Data under study:
"""

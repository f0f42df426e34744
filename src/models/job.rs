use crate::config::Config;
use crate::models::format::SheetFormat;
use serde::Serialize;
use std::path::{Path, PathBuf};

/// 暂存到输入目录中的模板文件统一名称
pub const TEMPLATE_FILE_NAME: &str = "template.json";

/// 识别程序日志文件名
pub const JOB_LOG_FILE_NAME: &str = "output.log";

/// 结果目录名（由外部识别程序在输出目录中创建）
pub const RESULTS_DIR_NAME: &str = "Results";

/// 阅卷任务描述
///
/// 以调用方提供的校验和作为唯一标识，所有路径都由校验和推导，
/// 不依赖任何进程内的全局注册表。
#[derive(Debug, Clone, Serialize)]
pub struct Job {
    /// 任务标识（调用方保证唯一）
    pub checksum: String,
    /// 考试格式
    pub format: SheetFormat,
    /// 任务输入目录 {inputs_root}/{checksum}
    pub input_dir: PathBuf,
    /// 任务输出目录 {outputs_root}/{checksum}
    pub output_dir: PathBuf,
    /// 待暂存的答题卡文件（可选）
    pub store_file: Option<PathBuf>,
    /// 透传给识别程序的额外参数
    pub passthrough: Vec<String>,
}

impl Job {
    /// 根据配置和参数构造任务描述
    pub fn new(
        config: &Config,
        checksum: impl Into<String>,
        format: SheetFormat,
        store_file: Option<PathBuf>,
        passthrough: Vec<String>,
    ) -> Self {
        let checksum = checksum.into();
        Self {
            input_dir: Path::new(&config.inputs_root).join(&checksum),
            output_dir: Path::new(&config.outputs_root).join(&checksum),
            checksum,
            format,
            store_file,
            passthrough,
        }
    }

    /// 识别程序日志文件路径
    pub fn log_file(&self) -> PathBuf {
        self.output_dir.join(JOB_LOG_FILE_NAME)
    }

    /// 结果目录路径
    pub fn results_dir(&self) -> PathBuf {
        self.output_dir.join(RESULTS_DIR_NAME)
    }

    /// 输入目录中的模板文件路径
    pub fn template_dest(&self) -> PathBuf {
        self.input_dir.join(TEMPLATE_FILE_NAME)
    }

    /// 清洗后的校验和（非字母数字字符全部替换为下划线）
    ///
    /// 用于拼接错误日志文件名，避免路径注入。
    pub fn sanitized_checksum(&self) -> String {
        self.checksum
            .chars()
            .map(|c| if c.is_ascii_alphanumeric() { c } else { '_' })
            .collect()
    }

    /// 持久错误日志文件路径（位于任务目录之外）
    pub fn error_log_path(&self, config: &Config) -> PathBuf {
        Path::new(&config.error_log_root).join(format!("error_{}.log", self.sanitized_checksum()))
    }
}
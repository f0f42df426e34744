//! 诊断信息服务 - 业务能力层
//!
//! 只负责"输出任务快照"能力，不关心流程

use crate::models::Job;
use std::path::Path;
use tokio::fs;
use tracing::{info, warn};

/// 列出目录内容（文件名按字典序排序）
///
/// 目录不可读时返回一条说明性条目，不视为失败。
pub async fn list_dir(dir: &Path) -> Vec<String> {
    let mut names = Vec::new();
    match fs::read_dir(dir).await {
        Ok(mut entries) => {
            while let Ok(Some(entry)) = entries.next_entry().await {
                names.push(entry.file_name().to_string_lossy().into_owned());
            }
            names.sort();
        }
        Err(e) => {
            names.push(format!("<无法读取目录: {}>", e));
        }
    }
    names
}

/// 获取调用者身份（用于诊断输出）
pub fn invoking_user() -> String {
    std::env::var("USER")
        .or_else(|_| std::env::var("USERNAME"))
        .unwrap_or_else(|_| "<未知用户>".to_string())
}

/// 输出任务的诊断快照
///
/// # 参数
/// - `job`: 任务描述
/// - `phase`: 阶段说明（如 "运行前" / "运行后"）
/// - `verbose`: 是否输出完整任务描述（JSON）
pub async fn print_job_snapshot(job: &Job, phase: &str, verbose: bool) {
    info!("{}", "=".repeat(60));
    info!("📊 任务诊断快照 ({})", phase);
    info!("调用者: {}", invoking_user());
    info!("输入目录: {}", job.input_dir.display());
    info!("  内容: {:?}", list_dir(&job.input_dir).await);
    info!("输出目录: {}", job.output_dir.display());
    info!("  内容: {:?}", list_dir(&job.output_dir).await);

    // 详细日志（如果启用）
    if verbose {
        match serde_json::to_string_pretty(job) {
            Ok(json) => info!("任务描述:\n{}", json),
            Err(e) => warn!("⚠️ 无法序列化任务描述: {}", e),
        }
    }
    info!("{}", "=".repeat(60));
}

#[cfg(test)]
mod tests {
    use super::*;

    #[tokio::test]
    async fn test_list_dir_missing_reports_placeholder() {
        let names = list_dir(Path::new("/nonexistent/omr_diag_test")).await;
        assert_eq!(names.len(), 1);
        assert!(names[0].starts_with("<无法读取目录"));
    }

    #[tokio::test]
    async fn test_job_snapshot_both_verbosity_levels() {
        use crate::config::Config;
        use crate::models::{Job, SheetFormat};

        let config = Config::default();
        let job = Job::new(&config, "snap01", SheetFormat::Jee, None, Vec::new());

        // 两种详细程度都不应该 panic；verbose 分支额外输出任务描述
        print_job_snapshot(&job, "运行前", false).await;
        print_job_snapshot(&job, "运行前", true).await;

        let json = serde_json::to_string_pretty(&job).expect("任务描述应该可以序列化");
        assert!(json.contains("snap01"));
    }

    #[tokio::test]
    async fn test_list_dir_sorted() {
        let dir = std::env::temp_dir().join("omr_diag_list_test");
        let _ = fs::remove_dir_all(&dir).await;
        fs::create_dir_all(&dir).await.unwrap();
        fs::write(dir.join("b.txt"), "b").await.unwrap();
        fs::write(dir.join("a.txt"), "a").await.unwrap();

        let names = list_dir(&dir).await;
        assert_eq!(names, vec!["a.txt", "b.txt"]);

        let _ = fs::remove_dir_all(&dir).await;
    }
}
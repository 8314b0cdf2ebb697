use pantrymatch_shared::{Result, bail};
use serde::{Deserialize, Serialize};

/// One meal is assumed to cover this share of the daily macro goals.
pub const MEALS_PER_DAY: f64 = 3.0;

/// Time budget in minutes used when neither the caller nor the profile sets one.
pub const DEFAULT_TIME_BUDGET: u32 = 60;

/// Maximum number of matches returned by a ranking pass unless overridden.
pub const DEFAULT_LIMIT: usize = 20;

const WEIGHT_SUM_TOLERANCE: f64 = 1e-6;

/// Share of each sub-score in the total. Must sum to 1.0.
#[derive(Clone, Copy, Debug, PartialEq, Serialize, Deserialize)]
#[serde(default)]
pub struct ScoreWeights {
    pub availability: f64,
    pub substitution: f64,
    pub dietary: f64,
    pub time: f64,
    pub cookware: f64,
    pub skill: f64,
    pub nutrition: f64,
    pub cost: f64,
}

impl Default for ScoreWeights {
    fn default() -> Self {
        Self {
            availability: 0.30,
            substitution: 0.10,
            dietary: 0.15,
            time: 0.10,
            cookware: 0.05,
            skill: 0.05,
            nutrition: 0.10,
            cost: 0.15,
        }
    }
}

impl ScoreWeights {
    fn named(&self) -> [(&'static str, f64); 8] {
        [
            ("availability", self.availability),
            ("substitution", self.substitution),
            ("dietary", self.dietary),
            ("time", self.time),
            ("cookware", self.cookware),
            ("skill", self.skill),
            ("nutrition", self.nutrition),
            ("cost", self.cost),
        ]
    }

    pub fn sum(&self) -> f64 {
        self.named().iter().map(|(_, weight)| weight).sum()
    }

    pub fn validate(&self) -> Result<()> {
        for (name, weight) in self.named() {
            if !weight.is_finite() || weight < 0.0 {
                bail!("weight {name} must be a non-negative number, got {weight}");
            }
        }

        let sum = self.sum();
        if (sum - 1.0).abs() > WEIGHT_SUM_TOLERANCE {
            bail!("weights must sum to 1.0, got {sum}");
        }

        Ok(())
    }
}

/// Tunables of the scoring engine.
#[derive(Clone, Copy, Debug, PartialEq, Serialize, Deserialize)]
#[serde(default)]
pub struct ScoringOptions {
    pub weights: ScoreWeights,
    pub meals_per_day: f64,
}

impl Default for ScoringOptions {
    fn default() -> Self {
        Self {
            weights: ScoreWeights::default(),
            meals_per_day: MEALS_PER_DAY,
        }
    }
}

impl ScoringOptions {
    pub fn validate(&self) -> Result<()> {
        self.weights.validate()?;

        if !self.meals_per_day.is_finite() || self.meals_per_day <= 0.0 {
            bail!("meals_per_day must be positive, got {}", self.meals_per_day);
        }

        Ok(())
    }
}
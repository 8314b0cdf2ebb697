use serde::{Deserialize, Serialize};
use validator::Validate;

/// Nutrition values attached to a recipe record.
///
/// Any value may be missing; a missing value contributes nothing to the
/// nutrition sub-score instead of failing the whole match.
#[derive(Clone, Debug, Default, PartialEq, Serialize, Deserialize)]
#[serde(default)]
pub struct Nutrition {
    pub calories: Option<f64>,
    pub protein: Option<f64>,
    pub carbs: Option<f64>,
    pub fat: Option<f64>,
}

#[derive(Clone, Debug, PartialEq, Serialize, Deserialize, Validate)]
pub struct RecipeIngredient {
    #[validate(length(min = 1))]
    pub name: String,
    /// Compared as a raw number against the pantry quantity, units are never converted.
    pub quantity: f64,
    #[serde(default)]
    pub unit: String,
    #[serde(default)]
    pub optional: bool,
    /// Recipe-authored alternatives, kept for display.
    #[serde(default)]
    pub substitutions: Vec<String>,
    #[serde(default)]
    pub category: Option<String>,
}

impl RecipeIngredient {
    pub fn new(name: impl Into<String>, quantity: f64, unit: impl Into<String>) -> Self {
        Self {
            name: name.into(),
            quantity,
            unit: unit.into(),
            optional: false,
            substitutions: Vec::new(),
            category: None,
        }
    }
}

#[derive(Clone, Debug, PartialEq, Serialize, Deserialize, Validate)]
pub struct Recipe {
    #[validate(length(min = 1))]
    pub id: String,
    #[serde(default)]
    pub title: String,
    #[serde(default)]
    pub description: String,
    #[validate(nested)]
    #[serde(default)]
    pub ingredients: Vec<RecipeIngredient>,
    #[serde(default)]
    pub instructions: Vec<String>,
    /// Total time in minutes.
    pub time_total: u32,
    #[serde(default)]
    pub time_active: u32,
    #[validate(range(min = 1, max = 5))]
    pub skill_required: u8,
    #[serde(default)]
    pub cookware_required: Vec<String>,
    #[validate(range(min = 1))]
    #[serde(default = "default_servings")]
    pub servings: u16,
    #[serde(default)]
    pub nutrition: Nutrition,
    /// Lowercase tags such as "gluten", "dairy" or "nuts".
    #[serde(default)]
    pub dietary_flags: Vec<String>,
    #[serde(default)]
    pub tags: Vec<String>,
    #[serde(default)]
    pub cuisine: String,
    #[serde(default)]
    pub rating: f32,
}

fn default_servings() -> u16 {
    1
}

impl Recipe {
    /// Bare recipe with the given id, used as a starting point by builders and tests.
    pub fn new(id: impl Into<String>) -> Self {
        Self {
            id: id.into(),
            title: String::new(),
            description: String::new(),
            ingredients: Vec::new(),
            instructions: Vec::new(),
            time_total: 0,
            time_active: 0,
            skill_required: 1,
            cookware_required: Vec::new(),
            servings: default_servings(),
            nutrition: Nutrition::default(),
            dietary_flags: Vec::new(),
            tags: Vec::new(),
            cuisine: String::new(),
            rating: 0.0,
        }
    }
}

"""

Work to be completed: What should be returned is the run of lines from the first line of the material through the line containing "self.checksum", exact and inclusive, and nothing else.

Expected answer:
repository f0f42df426e34744
filename src/models/job.rs
use crate::config::Config;
use crate::models::format::SheetFormat;
use serde::Serialize;
use std::path::{Path, PathBuf};

/// 暂存到输入目录中的模板文件统一名称
pub const TEMPLATE_FILE_NAME: &str = "template.json";

/// 识别程序日志文件名
pub const JOB_LOG_FILE_NAME: &str = "output.log";

/// 结果目录名（由外部识别程序在输出目录中创建）
pub const RESULTS_DIR_NAME: &str = "Results";

/// 阅卷任务描述
///
/// 以调用方提供的校验和作为唯一标识，所有路径都由校验和推导，
/// 不依赖任何进程内的全局注册表。
#[derive(Debug, Clone, Serialize)]
pub struct Job {
    /// 任务标识（调用方保证唯一）
    pub checksum: String,
    /// 考试格式
    pub format: SheetFormat,
    /// 任务输入目录 {inputs_root}/{checksum}
    pub input_dir: PathBuf,
    /// 任务输出目录 {outputs_root}/{checksum}
    pub output_dir: PathBuf,
    /// 待暂存的答题卡文件（可选）
    pub store_file: Option<PathBuf>,
    /// 透传给识别程序的额外参数
    pub passthrough: Vec<String>,
}

impl Job {
    /// 根据配置和参数构造任务描述
    pub fn new(
        config: &Config,
        checksum: impl Into<String>,
        format: SheetFormat,
        store_file: Option<PathBuf>,
        passthrough: Vec<String>,
    ) -> Self {
        let checksum = checksum.into();
        Self {
            input_dir: Path::new(&config.inputs_root).join(&checksum),
            output_dir: Path::new(&config.outputs_root).join(&checksum),
            checksum,
            format,
            store_file,
            passthrough,
        }
    }

    /// 识别程序日志文件路径
    pub fn log_file(&self) -> PathBuf {
        self.output_dir.join(JOB_LOG_FILE_NAME)
    }

    /// 结果目录路径
    pub fn results_dir(&self) -> PathBuf {
        self.output_dir.join(RESULTS_DIR_NAME)
    }

    /// 输入目录中的模板文件路径
    pub fn template_dest(&self) -> PathBuf {
        self.input_dir.join(TEMPLATE_FILE_NAME)
    }

    /// 清洗后的校验和（非字母数字字符全部替换为下划线）
    ///
    /// 用于拼接错误日志文件名，避免路径注入。
    pub fn sanitized_checksum(&self) -> String {
        self.checksum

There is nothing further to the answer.